## [Entries supplied]
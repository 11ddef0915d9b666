use std::path::{Path, PathBuf};

use serde::{Deserialize, Serialize};

use crate::{common::ConfigError, configs::*};

#[derive(Debug, Deserialize, Serialize, Clone, Default)]
pub struct Config {
    pub logging: Option<LoggingConfig>,
    #[serde(default)]
    pub output: OutputConfig,
    #[serde(default)]
    pub mixer: MixerConfig,
    #[serde(default)]
    pub queue: QueueConfig,
    #[serde(default)]
    pub driver: DriverConfig,
    #[serde(default)]
    pub source: SourceConfig,
}

impl Config {
    /// Finds `config.toml`, falling back to `config.default.toml`.
    pub fn locate() -> Result<PathBuf, ConfigError> {
        ["config.toml", "config.default.toml"]
            .iter()
            .map(PathBuf::from)
            .find(|p| p.exists())
            .ok_or(ConfigError::NotFound)
    }

    pub fn load() -> Result<(Self, PathBuf), ConfigError> {
        let path = Self::locate()?;
        let config = Self::load_from(&path)?;
        Ok((config, path))
    }

    pub fn load_from(path: &Path) -> Result<Self, ConfigError> {
        let config_str = std::fs::read_to_string(path).map_err(|source| ConfigError::Read {
            path: path.display().to_string(),
            source,
        })?;
        Self::parse(&config_str)
    }

    pub fn parse(config_str: &str) -> Result<Self, ConfigError> {
        let config: Config = toml::from_str(config_str)?;
        config.validate()?;
        Ok(config)
    }

    fn validate(&self) -> Result<(), ConfigError> {
        let format = self.output.format()?;
        if format.bytes_for_millis(self.output.frame_ms) == 0 {
            return Err(ConfigError::Invalid(format!(
                "[output] frame_ms = {} yields an empty frame at {}",
                self.output.frame_ms, format
            )));
        }
        if let SourceConfig::File(file) = &self.source {
            if file.path.is_empty() {
                return Err(ConfigError::Invalid("[source] file path is empty".into()));
            }
        }
        Ok(())
    }
}

#[cfg(test)]
mod tests {
    use super::*;
    use crate::audio::{format::SampleEncoding, mix::MixPolicy, source::Waveform};

    #[test]
    fn empty_file_uses_defaults() {
        let config = Config::parse("").unwrap();
        assert!(config.logging.is_none());
        assert_eq!(config.output.sample_rate, 48_000);
        assert_eq!(config.output.frame_ms, 10);
        assert_eq!(config.queue.max_frames, 50);
        assert_eq!(config.driver.interval_ms, 10);
        assert_eq!(config.mixer.policy, MixPolicy::Additive);
        assert!(matches!(config.source, SourceConfig::Generator(_)));
    }

    #[test]
    fn parses_every_table() {
        let config = Config::parse(
            r#"
            [logging]
            level = "debug"
            filters = "mixtap::audio=trace"
            file = { path = "./logs/mixtap.log", max_lines = 500 }

            [output]
            encoding = "float32"
            channels = 2
            sample_rate = 44100

            [mixer]
            mic_gain = 0.5
            policy = "custom_only"

            [queue]
            looping = true
            max_frames = 20

            [driver]
            run_for_ms = 1500

            [source]
            kind = "generator"
            waveform = "pink_noise"
            duration_ms = 250
            "#,
        )
        .unwrap();

        assert_eq!(config.logging.and_then(|l| l.file).map(|f| f.max_lines), Some(500));
        let format = config.output.format().unwrap();
        assert_eq!(format.encoding(), SampleEncoding::Float32);
        assert_eq!(format.channels(), 2);
        assert_eq!(config.mixer.options().policy, MixPolicy::CustomOnly);
        assert_eq!(config.mixer.options().custom_gain, 1.0);
        assert_eq!(config.queue.options(format).max_frames, 20);
        assert_eq!(config.driver.run_for().map(|d| d.as_millis()), Some(1500));
        assert_eq!(config.driver.options(config.output.frame_ms).frame_duration.as_millis(), 10);

        let SourceConfig::Generator(generator) = config.source else {
            panic!("expected generator source");
        };
        let options = generator.options();
        assert_eq!(options.waveform, Waveform::PinkNoise);
        assert_eq!(options.duration.map(|d| d.as_millis()), Some(250));
    }

    #[test]
    fn file_and_queue_sources() {
        let config = Config::parse("[source]\nkind = \"file\"\npath = \"clip.wav\"\nlooping = true\n").unwrap();
        let SourceConfig::File(file) = config.source else {
            panic!("expected file source");
        };
        assert!(file.options().looping);

        let config = Config::parse("[source]\nkind = \"queue\"\n").unwrap();
        assert!(matches!(config.source, SourceConfig::Queue));
    }

    #[test]
    fn rejects_invalid_values() {
        assert!(matches!(
            Config::parse("[output]\nchannels = 0\n"),
            Err(ConfigError::Invalid(_))
        ));
        assert!(matches!(
            Config::parse("[output]\nencoding = \"pcm24\"\n"),
            Err(ConfigError::Parse(_))
        ));
        assert!(matches!(
            Config::parse("[output]\nframe_ms = 0\n"),
            Err(ConfigError::Invalid(_))
        ));
        assert!(matches!(
            Config::parse("[source]\nkind = \"file\"\npath = \"\"\n"),
            Err(ConfigError::Invalid(_))
        ));
        assert!(matches!(
            Config::load_from(Path::new("/nonexistent/mixtap.toml")),
            Err(ConfigError::Read { .. })
        ));
    }
}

## [Exercise brief]
To complete this exercise, set down every line above exactly once more.

## [Your response]
repository 11ddef0915d9b666
use std::path::{Path, PathBuf};

use serde::{Deserialize, Serialize};

use crate::{common::ConfigError, configs::*};

#[derive(Debug, Deserialize, Serialize, Clone, Default)]
pub struct Config {
    pub logging: Option<LoggingConfig>,
    #[serde(default)]
    pub output: OutputConfig,
    #[serde(default)]
    pub mixer: MixerConfig,
    #[serde(default)]
    pub queue: QueueConfig,
    #[serde(default)]
    pub driver: DriverConfig,
    #[serde(default)]
    pub source: SourceConfig,
}

impl Config {
    /// Finds `config.toml`, falling back to `config.default.toml`.
    pub fn locate() -> Result<PathBuf, ConfigError> {
        ["config.toml", "config.default.toml"]
            .iter()
            .map(PathBuf::from)
            .find(|p| p.exists())
            .ok_or(ConfigError::NotFound)
    }

    pub fn load() -> Result<(Self, PathBuf), ConfigError> {
        let path = Self::locate()?;
        let config = Self::load_from(&path)?;
        Ok((config, path))
    }

    pub fn load_from(path: &Path) -> Result<Self, ConfigError> {
        let config_str = std::fs::read_to_string(path).map_err(|source| ConfigError::Read {
            path: path.display().to_string(),
            source,
        })?;
        Self::parse(&config_str)
    }

    pub fn parse(config_str: &str) -> Result<Self, ConfigError> {
        let config: Config = toml::from_str(config_str)?;
        config.validate()?;
        Ok(config)
    }

    fn validate(&self) -> Result<(), ConfigError> {
        let format = self.output.format()?;
        if format.bytes_for_millis(self.output.frame_ms) == 0 {
            return Err(ConfigError::Invalid(format!(
                "[output] frame_ms = {} yields an empty frame at {}",
                self.output.frame_ms, format
            )));
        }
        if let SourceConfig::File(file) = &self.source {
            if file.path.is_empty() {
                return Err(ConfigError::Invalid("[source] file path is empty".into()));
            }
        }
        Ok(())
    }
}

#[cfg(test)]
mod tests {
    use super::*;
    use crate::audio::{format::SampleEncoding, mix::MixPolicy, source::Waveform};

    #[test]
    fn empty_file_uses_defaults() {
        let config = Config::parse("").unwrap();
        assert!(config.logging.is_none());
        assert_eq!(config.output.sample_rate, 48_000);
        assert_eq!(config.output.frame_ms, 10);
        assert_eq!(config.queue.max_frames, 50);
        assert_eq!(config.driver.interval_ms, 10);
        assert_eq!(config.mixer.policy, MixPolicy::Additive);
        assert!(matches!(config.source, SourceConfig::Generator(_)));
    }

    #[test]
    fn parses_every_table() {
        let config = Config::parse(
            r#"
            [logging]
            level = "debug"
            filters = "mixtap::audio=trace"
            file = { path = "./logs/mixtap.log", max_lines = 500 }

            [output]
            encoding = "float32"
            channels = 2
            sample_rate = 44100

            [mixer]
            mic_gain = 0.5
            policy = "custom_only"

            [queue]
            looping = true
            max_frames = 20

            [driver]
            run_for_ms = 1500

            [source]
            kind = "generator"
            waveform = "pink_noise"
            duration_ms = 250
            "#,
        )
        .unwrap();

        assert_eq!(config.logging.and_then(|l| l.file).map(|f| f.max_lines), Some(500));
        let format = config.output.format().unwrap();
        assert_eq!(format.encoding(), SampleEncoding::Float32);
        assert_eq!(format.channels(), 2);
        assert_eq!(config.mixer.options().policy, MixPolicy::CustomOnly);
        assert_eq!(config.mixer.options().custom_gain, 1.0);
        assert_eq!(config.queue.options(format).max_frames, 20);
        assert_eq!(config.driver.run_for().map(|d| d.as_millis()), Some(1500));
        assert_eq!(config.driver.options(config.output.frame_ms).frame_duration.as_millis(), 10);

        let SourceConfig::Generator(generator) = config.source else {
            panic!("expected generator source");
        };
        let options = generator.options();
        assert_eq!(options.waveform, Waveform::PinkNoise);
        assert_eq!(options.duration.map(|d| d.as_millis()), Some(250));
    }

    #[test]
    fn file_and_queue_sources() {
        let config = Config::parse("[source]\nkind = \"file\"\npath = \"clip.wav\"\nlooping = true\n").unwrap();
        let SourceConfig::File(file) = config.source else {
            panic!("expected file source");
        };
        assert!(file.options().looping);

        let config = Config::parse("[source]\nkind = \"queue\"\n").unwrap();
        assert!(matches!(config.source, SourceConfig::Queue));
    }

    #[test]
    fn rejects_invalid_values() {
        assert!(matches!(
            Config::parse("[output]\nchannels = 0\n"),
            Err(ConfigError::Invalid(_))
        ));
        assert!(matches!(
            Config::parse("[output]\nencoding = \"pcm24\"\n"),
            Err(ConfigError::Parse(_))
        ));
        assert!(matches!(
            Config::parse("[output]\nframe_ms = 0\n"),
            Err(ConfigError::Invalid(_))
        ));
        assert!(matches!(
            Config::parse("[source]\nkind = \"file\"\npath = \"\"\n"),
            Err(ConfigError::Invalid(_))
        ));
        assert!(matches!(
            Config::load_from(Path::new("/nonexistent/mixtap.toml")),
            Err(ConfigError::Read { .. })
        ));
    }
}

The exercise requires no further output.